Riverside, which started in a trailer in 1982, bought collateralized debt obligations made up of TruPS as it grew to 65 branches and $4.8 billion assets. When real estate soured and lenders racked up loan losses, Riverside and about 400 of its peers suspended interest payments on their TruPS, causing the CDOs to default or lose value and inflicting more harm on an industry suffering from the worst economy since the 1930s.

“The industry was self-financing, using loopholes in rules,” said Joseph Mason, a professor of finance at Louisiana State University in Baton Rouge. “Regulators weren’t keeping track of ownership of the capital, which became more difficult to do with the use of CDOs. The losses fed on each other.”

Collins Amendment

Riverside, based in Fort Pierce, Florida, was one of almost 1,400 U.S. lenders that had issued $149 billion of trust preferreds by the end of 2008, according to the Federal Reserve Bank of Philadelphia. About $45 billion of CDOs filled with such TruPS were created by the time the market for securitized debt shut down that year, according to PF2 Securities Evaluations, a New York-based company that helps banks and funds evaluate CDOs.

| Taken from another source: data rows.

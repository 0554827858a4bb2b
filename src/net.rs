//! Shared HTTP transport and startup connectivity check

use std::time::Duration;

use crate::config::NetworkConfig;
use crate::{Error, Result};

/// Build the HTTP client shared by every provider
///
/// Every request is bounded by the configured timeout, so a stalled provider
/// surfaces as an error instead of hanging the session loop.
///
/// # Errors
///
/// Returns error if the TLS backend cannot be initialized
pub fn build_client(config: &NetworkConfig) -> Result<reqwest::Client> {
    if config.insecure_tls {
        tracing::warn!("TLS certificate verification disabled");
    }

    let client = reqwest::Client::builder()
        .timeout(config.request_timeout)
        .connect_timeout(config.connect_timeout)
        .danger_accept_invalid_certs(config.insecure_tls)
        .user_agent(concat!(env!("CARGO_PKG_NAME"), "/", env!("CARGO_PKG_VERSION")))
        .build()?;

    Ok(client)
}

/// Wait until `url` answers, retrying up to `attempts` times
///
/// Any HTTP response counts as connected; only transport failures retry.
///
/// # Errors
///
/// Returns `Error::Connectivity` once all attempts are exhausted
pub async fn wait_for_connectivity(
    client: &reqwest::Client,
    url: &str,
    attempts: u32,
    interval: Duration,
) -> Result<()> {
    tracing::info!(url, attempts, "checking network connectivity");

    let mut last_error = String::from("no attempts made");
    for attempt in 1..=attempts {
        match client.head(url).send().await {
            Ok(response) => {
                tracing::info!(attempt, status = %response.status(), "network connected");
                return Ok(());
            }
            Err(e) => {
                tracing::debug!(attempt, error = %e, "network not reachable yet");
                last_error = e.to_string();
            }
        }

        if attempt < attempts {
            tokio::time::sleep(interval).await;
        }
    }

    Err(Error::Connectivity(format!(
        "{url} unreachable after {attempts} attempts: {last_error}"
    )))
}

/// Pass a successful response through, otherwise `HTTP <code>: <body>`
///
/// # Errors
///
/// Returns the status line and body text of a non-success response
pub async fn check_status(
    response: reqwest::Response,
) -> std::result::Result<reqwest::Response, String> {
    let status = response.status();
    if status.is_success() {
        return Ok(response);
    }

    let body = response.text().await.unwrap_or_default();
    Err(format!("HTTP {}: {}", status.as_u16(), body.trim()))
}

/// Short user-facing text for a failed network call
#[must_use]
pub fn describe_failure(error: &Error) -> String {
    match error {
        Error::Http(e) if e.is_timeout() => "(request timed out)".to_string(),
        Error::Http(e) if e.is_connect() => "(no network connection)".to_string(),
        other => other.to_string(),
    }
}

Congress may end the use of TruPS as capital, forcing banks that issued them to replenish their coffers. Banks are lobbying to remove a provision barring their use that was introduced by Maine Republican Susan Collins and included in the financial reform bill passed by the Senate last month. The Senate version is being reconciled with one passed by the House of Representatives in December that doesn’t include a ban.

This is just unbelievable. It's so clear these various derivatives are the things which created systemic risk, contagion within the financial sector in the first place as well as enabled banks to practice unsound banking....

yet here we are, with the very swiss cheese, weak Financial Reform bill going to be ripped further asunder after it passed and it appears derivatives are at the top of that list.